= Ernst Stein =

Ernst Edward Aurel Stein (19 September 1891, in Jaworzno - 25 February 1945, in Fribourg) was an Austrian-Jewish Byzantinist and a historian of Late Antiquity.

Ernst was the son of Ernst Eduard Stein and Henrietta Rosalie (née Hein) and the nephew of the Hungarian-born British archaeologist Sir Aurel Stein. He married Johanna Brandeis in Vienna on 4 April 1923.

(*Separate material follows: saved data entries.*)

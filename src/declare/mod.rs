//! Schema declaration files.
//!
//! This module handles:
//! - TOML declaration parsing into named schema types
//! - Recovering field docs from comment lines in the declaration source

pub mod parser;
pub mod scan;

pub use parser::{Declaration, parse_declaration_file, parse_declaration_str};
pub use scan::scan_field_comments;
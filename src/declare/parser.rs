use crate::declare::scan::scan_field_comments;
use crate::error::{ConfError, Result};
use crate::schema::{
	CommentMap, FieldDecl, FieldType, SchemaBuilder, SchemaInstance, SchemaType, Value,
	is_identifier,
};
use regex::Regex;
use serde::Deserialize;
use std::collections::{BTreeMap, HashMap};
use std::path::Path;
use std::sync::{Arc, LazyLock};

static LIST_TYPE: LazyLock<Regex> =
	LazyLock::new(|| Regex::new(r"^list\s*\[\s*(.+?)\s*\]$").expect("valid regex"));

/// Top-level layout of a declaration file.
#[derive(Debug, Deserialize)]
#[serde(deny_unknown_fields)]
struct RawDeclaration {
	/// Schema used for documents; defaults to the last one declared.
	#[serde(default)]
	root: Option<String>,

	/// Scalar shorthand field per schema.
	#[serde(default)]
	scalar: BTreeMap<String, String>,

	/// Schemas whose instances refuse reads until loaded.
	#[serde(default)]
	guarded: Vec<String>,

	/// Schema name -> field name -> field declaration.
	#[serde(default)]
	schema: toml::Table,
}

/// A field written as a table. Bare values are shorthand for `default`.
#[derive(Debug, Default, Deserialize)]
#[serde(deny_unknown_fields)]
struct RawField {
	#[serde(rename = "type")]
	ty: Option<String>,
	default: Option<toml::Value>,
	doc: Option<String>,
}

/// A parsed declaration file: named schema types and the root among them.
#[derive(Debug, Clone)]
pub struct Declaration {
	schemas: Vec<Arc<SchemaType>>,
	root: usize,
}

impl Declaration {
	/// The schema type documents are loaded into.
	pub fn root(&self) -> &Arc<SchemaType> {
		&self.schemas[self.root]
	}

	pub fn get(&self, name: &str) -> Option<&Arc<SchemaType>> {
		self.schemas.iter().find(|s| s.name() == name)
	}

	/// All schema types, in declaration order.
	pub fn schemas(&self) -> &[Arc<SchemaType>] {
		&self.schemas
	}

	/// A fresh instance of the root schema.
	pub fn instantiate(&self) -> SchemaInstance {
		self.root().instantiate()
	}
}

/// Parse a declaration file from the given path.
pub fn parse_declaration_file(path: &Path) -> Result<Declaration> {
	let content = std::fs::read_to_string(path).map_err(|source| ConfError::Io { source })?;
	parse_declaration_str(&content)
}

/// Parse a declaration from a string.
pub fn parse_declaration_str(content: &str) -> Result<Declaration> {
	let raw: RawDeclaration =
		toml::from_str(content).map_err(|source| ConfError::DeclarationParse { source })?;

	let mut resolver = Resolver {
		raw: &raw,
		docs: scan_field_comments(content),
		built: HashMap::new(),
		in_progress: Vec::new(),
	};

	let mut schemas = Vec::with_capacity(raw.schema.len());
	for name in raw.schema.keys() {
		schemas.push(resolver.resolve(name)?);
	}

	for name in raw.scalar.keys().chain(raw.guarded.iter()) {
		if !raw.schema.contains_key(name) {
			return Err(ConfError::declaration(name, "", "options refer to an undeclared schema"));
		}
	}

	let root = match raw.root {
		Some(ref name) => schemas
			.iter()
			.position(|s| s.name() == name.as_str())
			.ok_or_else(|| ConfError::declaration(name, "", "root schema is not declared"))?,
		None => schemas
			.len()
			.checked_sub(1)
			.ok_or_else(|| ConfError::declaration("", "", "declaration contains no schemas"))?,
	};

	tracing::debug!(
		schemas = schemas.len(),
		root = %schemas[root].name(),
		"parsed declaration"
	);

	Ok(Declaration { schemas, root })
}

/// Builds schema types on demand so declarations may reference each other in
/// any order.
struct Resolver<'a> {
	raw: &'a RawDeclaration,
	docs: CommentMap,
	built: HashMap<String, Arc<SchemaType>>,
	in_progress: Vec<String>,
}

impl Resolver<'_> {
	fn resolve(&mut self, name: &str) -> Result<Arc<SchemaType>> {
		if let Some(schema) = self.built.get(name) {
			return Ok(Arc::clone(schema));
		}
		if self.in_progress.iter().any(|n| n == name) {
			return Err(ConfError::declaration(
				name,
				"",
				format!("schema references itself through {}", self.in_progress.join(" -> ")),
			));
		}

		let raw = self.raw;
		let fields = match raw.schema.get(name) {
			Some(toml::Value::Table(fields)) => fields,
			Some(_) => return Err(ConfError::declaration(name, "", "schema must be a table")),
			None => return Err(ConfError::declaration(name, "", "unknown schema")),
		};

		self.in_progress.push(name.to_string());
		let mut builder = SchemaBuilder::new(name);
		for (field_name, value) in fields {
			builder = builder.field(self.field_decl(name, field_name, value)?);
		}
		if let Some(field) = raw.scalar.get(name) {
			builder = builder.scalar(field);
		}
		if raw.guarded.iter().any(|g| g == name) {
			builder = builder.guarded();
		}
		let schema = builder.build()?;
		self.in_progress.pop();

		self.built.insert(name.to_string(), Arc::clone(&schema));
		Ok(schema)
	}

	fn field_decl(&mut self, schema: &str, name: &str, value: &toml::Value) -> Result<FieldDecl> {
		let raw_field = match value {
			toml::Value::Table(_) => value
				.clone()
				.try_into::<RawField>()
				.map_err(|e| ConfError::declaration(schema, name, e.to_string()))?,
			bare => RawField {
				default: Some(bare.clone()),
				..RawField::default()
			},
		};

		let mut decl = FieldDecl::untyped(name);
		if let Some(ref ty) = raw_field.ty {
			decl.ty = Some(self.parse_type(schema, name, ty)?);
		}
		if let Some(default) = raw_field.default {
			decl.default = Some(from_toml(schema, name, default)?);
		}
		decl.doc = raw_field
			.doc
			.or_else(|| self.docs.get(schema, name).map(str::to_string));

		Ok(decl)
	}

	fn parse_type(&mut self, schema: &str, field: &str, text: &str) -> Result<FieldType> {
		let text = text.trim();
		if let Some(caps) = LIST_TYPE.captures(text) {
			let element = self.parse_type(schema, field, &caps[1])?;
			return Ok(FieldType::list_of(element));
		}

		Ok(match text {
			"str" | "string" => FieldType::Str,
			"int" | "integer" => FieldType::Int,
			"float" => FieldType::Float,
			"bool" | "boolean" => FieldType::Bool,
			"list" => FieldType::List(None),
			"map" | "dict" => FieldType::Map,
			other if is_identifier(other) && self.raw.schema.contains_key(other) => {
				FieldType::Nested(self.resolve(other)?)
			}
			other => {
				return Err(ConfError::declaration(
					schema,
					field,
					format!("unknown type '{other}'"),
				));
			}
		})
	}
}

fn from_toml(schema: &str, field: &str, value: toml::Value) -> Result<Value> {
	Ok(match value {
		toml::Value::String(s) => Value::Str(s),
		toml::Value::Integer(i) => Value::Int(i),
		toml::Value::Float(f) => Value::Float(f),
		toml::Value::Boolean(b) => Value::Bool(b),
		toml::Value::Array(items) => Value::List(
			items
				.into_iter()
				.map(|item| from_toml(schema, field, item))
				.collect::<Result<_>>()?,
		),
		toml::Value::Table(table) => Value::Map(
			table
				.into_iter()
				.map(|(k, v)| Ok((k, from_toml(schema, field, v)?)))
				.collect::<Result<_>>()?,
		),
		toml::Value::Datetime(_) => {
			return Err(ConfError::declaration(
				schema,
				field,
				"datetime defaults are not supported",
			));
		}
	})
}
use crate::error::{ConfError, Result};
use crate::schema::{CommentMap, FieldDescriptor, SchemaInstance, Value};
use std::fmt::Write as _;
use std::io::Write;

/// Render an instance as YAML, with field docs attached as comments.
pub fn dump_config(instance: &SchemaInstance) -> String {
	render(instance, true)
}

/// Render an instance as YAML without comments.
pub fn dump_config_plain(instance: &SchemaInstance) -> String {
	render(instance, false)
}

/// Write an instance as YAML to a stream.
pub fn save_config<W: Write>(instance: &SchemaInstance, mut writer: W, comments: bool) -> Result<()> {
	writer
		.write_all(render(instance, comments).as_bytes())
		.map_err(|source| ConfError::Io { source })
}

fn render(instance: &SchemaInstance, comments: bool) -> String {
	let comments = comments.then(|| CommentMap::from_schema(instance.schema()));
	let document = instance_node(instance, comments.as_ref());

	let mut out = String::new();
	match document {
		Node::Map(entries) if !entries.is_empty() => write_entries(&entries, 0, &mut out),
		other => write_inline(&other, 0, &mut out),
	}
	out
}

/// Comment-preserving document model.
#[derive(Debug)]
enum Node {
	Scalar(String),
	Seq(Vec<Node>),
	Map(Vec<Entry>),
}

/// `value` is `None` for a required field that has no value yet; it is
/// written as a commented-out placeholder.
#[derive(Debug)]
struct Entry {
	key: String,
	comment: Vec<CommentLine>,
	value: Option<Node>,
}

#[derive(Debug)]
enum CommentLine {
	Blank,
	Text(String),
}

fn instance_node(instance: &SchemaInstance, comments: Option<&CommentMap>) -> Node {
	let schema_name = instance.schema().name();
	let entries = instance
		.entries()
		.map(|(field, value)| {
			let mut comment: Vec<CommentLine> = comments
				.map(|map| field_comment(field, map.get(schema_name, &field.name)))
				.unwrap_or_default();
			if value.is_none() {
				comment.push(CommentLine::Text(format!(
					"{}:  # required, {}",
					field.name,
					field.ty.label()
				)));
			}
			Entry {
				key: field.name.clone(),
				comment,
				value: value.map(|v| value_node(v, comments)),
			}
		})
		.collect();
	Node::Map(entries)
}

/// Comment block placed before a field's key.
///
/// Plain fields get a header with their name and type label; nested sections
/// only get a separating blank line. Doc lines follow either way.
fn field_comment(field: &FieldDescriptor, doc: Option<&str>) -> Vec<CommentLine> {
	let mut lines = vec![CommentLine::Blank];
	if field.ty.as_nested().is_none() {
		lines.push(CommentLine::Text(format!("### {} ###", field.name)));
		lines.push(CommentLine::Text(format!("type: {}", field.ty.label())));
	}
	if let Some(doc) = doc {
		lines.extend(
			doc.trim()
				.lines()
				.map(|line| CommentLine::Text(line.trim().to_string())),
		);
	}
	lines
}

fn value_node(value: &Value, comments: Option<&CommentMap>) -> Node {
	match value {
		Value::Null => Node::Scalar("null".to_string()),
		Value::Bool(b) => Node::Scalar(b.to_string()),
		Value::Int(i) => Node::Scalar(i.to_string()),
		Value::Float(f) => Node::Scalar(render_float(*f)),
		Value::Str(s) => Node::Scalar(render_str(s)),
		// Items repeat, so their docs are not repeated per item.
		Value::List(items) => Node::Seq(items.iter().map(|item| value_node(item, None)).collect()),
		Value::Map(entries) => Node::Map(
			entries
				.iter()
				.map(|(key, value)| Entry {
					key: render_str(key),
					comment: Vec::new(),
					value: Some(value_node(value, None)),
				})
				.collect(),
		),
		Value::Nested(instance) => instance_node(instance, comments),
	}
}

fn write_entries(entries: &[Entry], indent: usize, out: &mut String) {
	for entry in entries {
		write_comment(&entry.comment, indent, out);
		let Some(value) = &entry.value else {
			continue;
		};
		push_indent(indent, out);
		out.push_str(&entry.key);
		out.push(':');
		match value {
			Node::Map(inner) if !inner.is_empty() => {
				out.push('\n');
				write_entries(inner, indent + 2, out);
			}
			Node::Seq(items) if !items.is_empty() => {
				out.push('\n');
				write_items(items, indent, out);
			}
			other => {
				out.push(' ');
				write_inline(other, indent, out);
			}
		}
	}
}

/// Sequence items sit at the same indentation as their parent key.
fn write_items(items: &[Node], indent: usize, out: &mut String) {
	for item in items {
		push_indent(indent, out);
		out.push_str("- ");
		write_inline(item, indent + 2, out);
	}
}

/// Write a node that starts on the current line (after a key or `- `).
fn write_inline(node: &Node, indent: usize, out: &mut String) {
	match node {
		Node::Scalar(s) => {
			out.push_str(s);
			out.push('\n');
		}
		Node::Map(entries) if entries.is_empty() => out.push_str("{}\n"),
		Node::Seq(items) if items.is_empty() => out.push_str("[]\n"),
		Node::Map(entries) => {
			let mut block = String::new();
			write_entries(entries, indent, &mut block);
			out.push_str(&block[indent..]);
		}
		Node::Seq(items) => {
			let mut block = String::new();
			write_items(items, indent, &mut block);
			out.push_str(&block[indent..]);
		}
	}
}

fn write_comment(lines: &[CommentLine], indent: usize, out: &mut String) {
	for line in lines {
		match line {
			CommentLine::Blank => out.push('\n'),
			CommentLine::Text(text) if text.is_empty() => {
				push_indent(indent, out);
				out.push_str("#\n");
			}
			CommentLine::Text(text) => {
				push_indent(indent, out);
				let _ = writeln!(out, "# {text}");
			}
		}
	}
}

fn push_indent(indent: usize, out: &mut String) {
	out.extend(std::iter::repeat_n(' ', indent));
}

/// Render a string scalar so it reads back as the same string.
fn render_str(s: &str) -> String {
	if s.chars().any(char::is_control) {
		return double_quoted(s);
	}
	match serde_yaml::to_string(&serde_yaml::Value::String(s.to_string())) {
		Ok(rendered) if !rendered.trim_end().contains('\n') => rendered.trim_end().to_string(),
		_ => double_quoted(s),
	}
}

fn double_quoted(s: &str) -> String {
	let mut out = String::with_capacity(s.len() + 2);
	out.push('"');
	for c in s.chars() {
		match c {
			'"' => out.push_str("\\\""),
			'\\' => out.push_str("\\\\"),
			'\n' => out.push_str("\\n"),
			'\t' => out.push_str("\\t"),
			'\r' => out.push_str("\\r"),
			c if c.is_control() => {
				let _ = write!(out, "\\u{:04x}", c as u32);
			}
			c => out.push(c),
		}
	}
	out.push('"');
	out
}

fn render_float(f: f64) -> String {
	if f.is_nan() {
		".nan".to_string()
	} else if f.is_infinite() {
		if f > 0.0 { ".inf" } else { "-.inf" }.to_string()
	} else {
		// Debug formatting always keeps a fraction or exponent, so the value
		// reads back as a float.
		format!("{f:?}")
	}
}

#[cfg(test)]
mod tests {
	use super::*;
	use crate::schema::{FieldDecl, FieldType, SchemaBuilder, SchemaType};
	use crate::yaml::load_config;
	use std::sync::Arc;

	fn repeating() -> Arc<SchemaType> {
		SchemaBuilder::new("RepeatingConfig")
			.field(FieldDecl::new("test", FieldType::Str))
			.field(FieldDecl::untyped("default1").default(123))
			.build()
			.unwrap()
	}

	fn test_schema() -> Arc<SchemaType> {
		let repeating = repeating();
		let nested = SchemaBuilder::new("NestedConfig")
			.field(FieldDecl::untyped("field1").default("foo"))
			.field(
				FieldDecl::untyped("field2")
					.default("bar")
					.doc(" test document for field 2 "),
			)
			.field(
				FieldDecl::new("hashed_field3", FieldType::Nested(Arc::clone(&repeating)))
					.default(Value::map([("test", "nested")])),
			)
			.build()
			.unwrap();

		SchemaBuilder::new("TestConfig")
			.field(FieldDecl::new("nested", FieldType::Nested(nested)))
			.field(
				FieldDecl::untyped("field3")
					.default(42)
					.doc(" test document for field 3 "),
			)
			.field(FieldDecl::untyped("hashed_field1").default(vec!["test", "items"]))
			.field(FieldDecl::untyped("hashed_field2").default(Value::map([("key1", "value1")])))
			.field(
				FieldDecl::new("hashed_field4", FieldType::Nested(repeating))
					.default(Value::map([("test", "base")])),
			)
			.build()
			.unwrap()
	}

	#[test]
	fn test_dump_plain_layout() {
		let conf = test_schema().instantiate();
		assert_eq!(
			dump_config_plain(&conf),
			"nested:
  field1: foo
  field2: bar
  hashed_field3:
    test: nested
    default1: 123
field3: 42
hashed_field1:
- test
- items
hashed_field2:
  key1: value1
hashed_field4:
  test: base
  default1: 123
"
		);
	}

	#[test]
	fn test_dump_small_with_comments() {
		let schema = SchemaBuilder::new("SmallExample")
			.field(FieldDecl::untyped("foo").default("test"))
			.build()
			.unwrap();

		assert_eq!(
			dump_config(&schema.instantiate()),
			"\n# ### foo ###\n# type: String\nfoo: test\n"
		);
	}

	#[test]
	fn test_doc_comment_precedes_key() {
		let dumped = dump_config(&test_schema().instantiate());
		assert!(dumped.contains("# type: Integer\n# test document for field 3\nfield3: 42\n"));
		assert!(dumped.contains(
			"  # ### field2 ###\n  # type: String\n  # test document for field 2\n  field2: bar\n"
		));
		assert!(dumped.contains("\nhashed_field4:\n"));
	}

	#[test]
	fn test_round_trip_with_comments() {
		let schema = test_schema();
		let mut original = schema.instantiate();
		load_config(&mut original, "field3: 7\nnested:\n  field2: \"multi\\nline\"\n").unwrap();

		for dumped in [dump_config(&original), dump_config_plain(&original)] {
			let mut fresh = schema.instantiate();
			load_config(&mut fresh, &dumped).unwrap();
			assert_eq!(fresh, original);
		}
	}

	#[test]
	fn test_ambiguous_strings_are_quoted() {
		let schema = SchemaBuilder::new("Tricky")
			.field(FieldDecl::untyped("number_like").default("123"))
			.field(FieldDecl::untyped("bool_like").default("true"))
			.field(FieldDecl::untyped("null_like").default("null"))
			.field(FieldDecl::untyped("empty").default(""))
			.field(FieldDecl::untyped("colon").default("a: b"))
			.build()
			.unwrap();

		let conf = schema.instantiate();
		let mut fresh = schema.instantiate();
		load_config(&mut fresh, &dump_config_plain(&conf)).unwrap();
		assert_eq!(fresh, conf);
	}

	#[test]
	fn test_floats_and_empty_containers() {
		let schema = SchemaBuilder::new("Misc")
			.field(FieldDecl::untyped("whole").default(1.0))
			.field(FieldDecl::untyped("tiny").default(1e-7))
			.field(FieldDecl::untyped("none").default(Vec::<Value>::new()))
			.field(FieldDecl::untyped("nothing").default(Value::Map(Vec::new())))
			.build()
			.unwrap();

		let conf = schema.instantiate();
		let dumped = dump_config_plain(&conf);
		assert!(dumped.contains("whole: 1.0\n"));
		assert!(dumped.contains("none: []\n"));
		assert!(dumped.contains("nothing: {}\n"));

		let mut fresh = schema.instantiate();
		load_config(&mut fresh, &dumped).unwrap();
		assert_eq!(fresh, conf);
	}

	#[test]
	fn test_list_of_sections_layout() {
		let item = SchemaBuilder::new("Item")
			.field(FieldDecl::untyped("name").default("x").doc("item name"))
			.field(FieldDecl::untyped("tags").default(vec!["a", "b"]))
			.build()
			.unwrap();
		let schema = SchemaBuilder::new("Inventory")
			.field(
				FieldDecl::new("items", FieldType::list_of(FieldType::Nested(Arc::clone(&item))))
					.default(vec![item.instantiate()]),
			)
			.build()
			.unwrap();

		let conf = schema.instantiate();
		assert_eq!(
			dump_config_plain(&conf),
			"items:\n- name: x\n  tags:\n  - a\n  - b\n"
		);

		let mut fresh = schema.instantiate();
		load_config(&mut fresh, &dump_config(&conf)).unwrap();
		assert_eq!(fresh, conf);
	}

	#[test]
	fn test_comments_never_become_data() {
		let conf = test_schema().instantiate();
		let dumped = dump_config(&conf);
		let parsed: serde_yaml::Value = serde_yaml::from_str(&dumped).unwrap();
		let top = parsed.as_mapping().unwrap();
		assert_eq!(top.len(), 5);
		assert!(!dumped.lines().any(|l| l.contains("document") && !l.trim_start().starts_with('#')));
	}

	#[test]
	fn test_save_config_writes_stream() {
		let conf = test_schema().instantiate();
		let mut buffer = Vec::new();
		save_config(&conf, &mut buffer, false).unwrap();
		assert_eq!(String::from_utf8(buffer).unwrap(), dump_config_plain(&conf));
	}

	#[test]
	fn test_unset_required_field_is_a_placeholder() {
		let schema = SchemaBuilder::new("Service")
			.field(FieldDecl::new("token", FieldType::Str))
			.field(FieldDecl::untyped("port").default(8080))
			.build()
			.unwrap();
		let conf = schema.instantiate();

		assert_eq!(
			dump_config_plain(&conf),
			"# token:  # required, String\nport: 8080\n"
		);
		assert!(dump_config(&conf).contains("# type: String\n# token:  # required, String\n\n"));

		for dumped in [dump_config(&conf), dump_config_plain(&conf)] {
			let mut fresh = schema.instantiate();
			match load_config(&mut fresh, &dumped).unwrap_err() {
				ConfError::MissingValue { path } => assert_eq!(path, "token"),
				other => panic!("Expected MissingValue, got {other:?}"),
			}
		}
	}
}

He studied classical philology and history at the University of Vienna (doctorate 1914), where his teachers included Ludo Moritz Hartmann, Eugen Bormann and Wilhelm Kubitschek. From 1919 he worked as a lecturer at the university, and in 1927 relocated to Frankfurt am Main as an employee of the Römisch-Germanische Kommission. In 1931 he was named an associate professor of Byzantine and ancient history at the University of Berlin, then afterwards, taught classes as a visiting professor in Brussels and at Catholic University in Washington D.C. In 1937 he was appointed professor of Byzantine history at the University of Leuven. For a period of time, he lived in France under an alias, and in 1942 moved to Geneva, where he taught classes up until his death in 1945.

== Selected works ==
- Studien zur Geschichte des Byzantinischen Reiches, vornehmlich unter den kaisern Justinus II u. Tiberius Constantinus, 1919 - Studies on the history of the Byzantine Empire, mainly involving the emperors Justin II and Tiberius Constantinus.
- Untersuchungen über das officium der prätorianerpräfektur seit Diokletian, 1922 - Investigations on the officium of the praetorian prefecture since Diocletian.
- Geschichte des spätromischenn Reiches, 1928 - History of the Late Roman Empire.
- Fasti des römischen Deutschland unter dem Prinzipat (as editor, with Emil Ritterling and Edmund Groag, 1932) - Fasti of Roman Germania under the Principate.
- Histoire du Bas-Empire (with Jean-Rémy Palanque; 2 volumes, 1949–59) - History of the Late Empire.
- Untersuchungen zur spätbyzantinischen Verfassungs- und Wirtschaftsgeschichte (preface by Jean-Rémy Palanque, 1962) - Studies on the Late Byzantine constitutional and economic history.
- Opera minora selecta (preface by Jean-Rémy Palanque, 1968).
He also made contributions to the multi-volume Inscriptiones trium Galliarum et Germaniarum latinae (primary author Otto Hirschfeld).